An F-ratio substantially greater than \(1\) suggests that the model relating the response variable to the categorical variable explains substantially more variability than is left unexplained. In turn, this implies that the linear model does represent the data well and that differences between observations can be explained largely by differences in treatment levels rather than purely the result of random variation. If the probability of getting the observed (sample) F-ratio or one more extreme is less than some predefined critical value (typically \(5\)% or \(0.05\)), we conclude that it is highly unlikely that the observed samples could have been collected from populations in which the treatment has no effect and therefore we would reject the null hypothesis.

Assumptions

An F-ratio from real data can only reliably relate to a theoretical F-distribution when the data conform to certain assumptions. Hypothesis testing for a single factor ANOVA model assumes that the residuals (and therefore the response variable for each of the treatment levels) are all:

  • normally distributed - although ANOVA is robust to non-normality provided sample sizes and variances are equal. Boxplots should be used to explore normality, skewness, bimodality and outliers. In the event of homogeneity of variance issues (see below), a Q-Q normal plot can also be useful for exploring normality (as this might be the cause of non-homogeneity). Scale transformations are often useful.

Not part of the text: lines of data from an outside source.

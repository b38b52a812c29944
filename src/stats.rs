//! Execution counters consumed by the weight functions.

use crate::code::InstructionId;

/// Global execution statistics. `instructions` is monotone; the table counts
/// visits per dense instruction id and grows on demand.
#[derive(Clone, Debug, Default)]
pub struct Stats {
    pub instructions: u64,
    per_instruction: Vec<u64>,
}

impl Stats {
    pub fn new() -> Stats {
        Stats::default()
    }

    /// Records one executed instruction.
    pub fn record_step(&mut self, id: InstructionId) {
        self.instructions += 1;
        let idx = id.0 as usize;
        if idx >= self.per_instruction.len() {
            self.per_instruction.resize(idx + 1, 0);
        }
        self.per_instruction[idx] += 1;
    }

    /// How many times the given instruction has been executed, over all
    /// states.
    pub fn indexed_instructions(&self, id: InstructionId) -> u64 {
        self.per_instruction.get(id.0 as usize).copied().unwrap_or(0)
    }
}

#[cfg(test)]
mod tests {
    use super::*;

    #[test]
    fn counters() {
        let mut stats = Stats::new();
        assert_eq!(stats.indexed_instructions(InstructionId(3)), 0);
        stats.record_step(InstructionId(3));
        stats.record_step(InstructionId(3));
        stats.record_step(InstructionId(0));
        assert_eq!(stats.instructions, 3);
        assert_eq!(stats.indexed_instructions(InstructionId(3)), 2);
        assert_eq!(stats.indexed_instructions(InstructionId(1)), 0);
    }
}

  • equally varied - provided sample sizes are equal and the largest to smallest variance ratio does not exceed 3:1 (9:1 for sd), ANOVA is reasonably robust to this assumption, however, relationships between variance and mean and/or sample size are of particular concern as they elevate the Type I error rate. Boxplots and plots of means against variance should be used to explore the spread of values. Residual plots should reveal no patterns. Since unequal variances are often the result of non-normality, transformations that improve normality will also improve variance homogeneity.

  • independent of one another - this assumption must be addressed at the design and collection stages and cannot be compensated for later (unless a model is used that specifically accounts for particular types of non-independent data, such as that introduced with hierarchical designs or autocorrelation)

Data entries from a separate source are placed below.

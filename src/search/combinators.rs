//! Searchers that wrap other searchers: batching, iterative deepening over
//! wall-clock time, and round-robin interleaving.

use std::collections::HashSet;
use std::time::Duration;

use itertools::Itertools;
use log::info;

use crate::engine::Engine;
use crate::search::{BoxedSearcher, Searcher};
use crate::state::StateId;

/// Sticks with one base-chosen state until a time or instruction budget
/// runs out, so the engine does not pay a strategy switch on every step.
/// The cached choice survives intervening updates unless the state itself
/// is removed.
pub struct BatchingSearcher {
    base: BoxedSearcher,
    time_budget: Duration,
    instruction_budget: u32,
    last_state: Option<StateId>,
    last_start_time: Duration,
    last_start_instructions: u64,
}

impl BatchingSearcher {
    pub fn new(
        base: BoxedSearcher,
        time_budget: Duration,
        instruction_budget: u32,
    ) -> BatchingSearcher {
        BatchingSearcher {
            base,
            time_budget,
            instruction_budget,
            last_state: None,
            last_start_time: Duration::ZERO,
            last_start_instructions: 0,
        }
    }
}

impl Searcher for BatchingSearcher {
    fn select_state(&mut self, engine: &mut Engine) -> StateId {
        let now = engine.now();
        let instructions = engine.stats.instructions;
        if let Some(last) = self.last_state {
            let elapsed = now - self.last_start_time;
            if elapsed <= self.time_budget
                && instructions - self.last_start_instructions
                    <= u64::from(self.instruction_budget)
            {
                return last;
            }
            // a slow solver call can blow far past a tight budget; widen it
            if elapsed > self.time_budget.mul_f64(1.1) {
                info!(
                    "batching: raised time budget from {:?} to {:?}",
                    self.time_budget, elapsed
                );
                self.time_budget = elapsed;
            }
        }
        let fresh = self.base.select_state(engine);
        self.last_state = Some(fresh);
        self.last_start_time = now;
        self.last_start_instructions = instructions;
        fresh
    }

    fn update(
        &mut self,
        engine: &mut Engine,
        current: Option<StateId>,
        added: &[StateId],
        removed: &[StateId],
    ) {
        if self.last_state.map_or(false, |s| removed.contains(&s)) {
            self.last_state = None;
        }
        self.base.update(engine, current, added, removed);
    }

    fn is_empty(&self, engine: &Engine) -> bool {
        self.base.is_empty(engine)
    }

    fn tracks_removals(&self) -> bool {
        self.base.tracks_removals()
    }
}

/// Advances states under a per-round wall-clock allowance. States that blow
/// the allowance are paused out of the base searcher; once the base stalls,
/// the allowance doubles and every paused state is taken back.
pub struct IterativeDeepeningTimeSearcher {
    base: BoxedSearcher,
    paused: HashSet<StateId>,
    budget: Duration,
    start: Option<Duration>,
}

impl IterativeDeepeningTimeSearcher {
    pub fn new(base: BoxedSearcher) -> IterativeDeepeningTimeSearcher {
        IterativeDeepeningTimeSearcher {
            base,
            paused: HashSet::new(),
            budget: Duration::from_secs(1),
            start: None,
        }
    }
}

impl Searcher for IterativeDeepeningTimeSearcher {
    fn select_state(&mut self, engine: &mut Engine) -> StateId {
        let res = self.base.select_state(engine);
        self.start = Some(engine.now());
        res
    }

    fn update(
        &mut self,
        engine: &mut Engine,
        current: Option<StateId>,
        added: &[StateId],
        removed: &[StateId],
    ) {
        let elapsed = self.start.map(|start| engine.now() - start);

        let mut forwarded = Vec::with_capacity(removed.len());
        for &es in removed {
            if self.paused.remove(&es) {
                continue;
            }
            forwarded.push(es);
        }
        self.base.update(engine, current, added, &forwarded);

        if let (Some(cur), Some(elapsed)) = (current, elapsed) {
            if !removed.contains(&cur) && elapsed > self.budget {
                self.paused.insert(cur);
                self.base.remove_state(engine, cur);
            }
        }

        if self.base.is_empty(engine) && !self.paused.is_empty() {
            self.budget *= 2;
            info!("iterative deepening: raised time budget to {:?}", self.budget);
            let paused = self.paused.drain().sorted().collect_vec();
            self.base.update(engine, None, &paused, &[]);
        }
    }

    fn is_empty(&self, engine: &Engine) -> bool {
        self.base.is_empty(engine) && self.paused.is_empty()
    }

    fn tracks_removals(&self) -> bool {
        self.base.tracks_removals()
    }
}

/// Round-robin over several searchers that each track the full state set.
pub struct InterleavedSearcher {
    searchers: Vec<BoxedSearcher>,
    index: usize,
}

impl InterleavedSearcher {
    pub fn new(searchers: Vec<BoxedSearcher>) -> InterleavedSearcher {
        assert!(
            !searchers.is_empty(),
            "interleaved searcher needs at least one sub-searcher"
        );
        let index = searchers.len();
        InterleavedSearcher { searchers, index }
    }
}

impl Searcher for InterleavedSearcher {
    fn select_state(&mut self, engine: &mut Engine) -> StateId {
        self.index -= 1;
        let chosen = self.index;
        if self.index == 0 {
            self.index = self.searchers.len();
        }
        self.searchers[chosen].select_state(engine)
    }

    fn update(
        &mut self,
        engine: &mut Engine,
        current: Option<StateId>,
        added: &[StateId],
        removed: &[StateId],
    ) {
        for searcher in &mut self.searchers {
            searcher.update(engine, current, added, removed);
        }
    }

    fn is_empty(&self, engine: &Engine) -> bool {
        self.searchers[0].is_empty(engine)
    }

    fn tracks_removals(&self) -> bool {
        self.searchers.iter().all(|s| s.tracks_removals())
    }
}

Violations of these assumptions reduce the reliability of the analysis.

Data generation

Lets say we had set up a natural experiment in which we measured a response from \(10\) sampling units (replicates) from each of \(5\) treatments. Hence, we have a single categorical factor with \(5\) levels - we might have five different locations, or five different habitat types or substrates etc. In statistical speak, we have sampled from \(5\) different populations. We have then randomly selected \(10\) independent and random (representative) units of each population to sample. That is, we have \(10\) samples (replicates) of each population. As this section is mainly about the generation of artificial data (and not specifically about what to do with the data), understanding the actual details are optional and can be safely skipped.

> set.seed(123)
> ngroups <- 5  #number of populations
> nsample <- 10  #number of reps in each
> pop.means <- c(40, 45, 55, 40, 30)  #population mean length
> sigma <- 3  #residual standard deviation
> n <- ngroups * nsample  #total sample size
> eps <- rnorm(n, 0, sigma)  #residuals
> x <- gl(ngroups, nsample, n, lab = LETTERS[1:5])  #factor
> means <- rep(pop.means, rep(nsample, ngroups))
> X <- model.matrix(~x - 1)  #create a design matrix
> y <- as.numeric(X %*% pop.means + eps)
> data <- data.frame(y, x)
> head(data)  #print out the first six rows of the data set
         y x
1 38.31857 A
2 39.30947 A
3 44.67612 A
4 40.21153 A
5 40.38786 A
6 45.14519 A
> 
> write.csv(data, "simpleAnova.csv")

With these sort of data, we are primarily interested in investigating whether there is a relationship between the continuous response variable and the treatment type.

Exploratory data analysis

  • Normality and Homogeneity of variance
> boxplot(y ~ x, data)
> 
> # OR via ggplot2
> library(ggplot2)

> ggplot(data, aes(y = y, x = x)) + geom_boxplot() +
+     theme_classic()

Conclusions

There is no evidence that the response variable is consistently non-normal across all populations - each boxplot is approximately symmetrical. There is no evidence that variance (as estimated by the height of the boxplots) differs between the five populations. More importantly, there is no evidence of a relationship between mean and variance - the height of boxplots does not increase with increasing position along the \(y\)-axis. Hence it there is no evidence of non-homogeneity. Obvious violations could be addressed either by, for example, transforming the scale of the response variables (to address normality etc). Note transformations should be applied to the entire response variable (not just those populations that are skewed).

Model fitting

The observed response (\(y_i\)) are assumed to be drawn from a normal distribution with a given mean (\(\mu\)) and standard deviation (\(\sigma\)). The expected values (\(\mu\)) are themselves determined by the linear predictor (\(\beta_0+\boldsymbol \beta \boldsymbol X_i\)). In this case, \(\beta_0\) represents the mean of the first group and the set of \(\boldsymbol \beta\)’s represent the differences between each other group and the first group. MCMC sampling requires priors on all parameters. We will employ weakly informative priors. Specifying ‘uninformative’ priors is always a bit of a balancing act. If the priors are too vague (wide) the MCMC sampler can wander off into nonscence areas of likelihood rather than concentrate around areas of highest likelihood (desired when wanting the outcomes to be largely driven by the data). On the other hand, if the priors are too strong, they may have an influence on the parameters. In such a simple model, this balance is very forgiving - it is for more complex models that prior choice becomes more important. For this simple model, we will go with zero-centered Gaussian (normal) priors with relatively large standard deviations (\(100\)) for both the intercept and the treatment effect and a wide half-cauchy (\(\text{scale}=5\)) for the standard deviation.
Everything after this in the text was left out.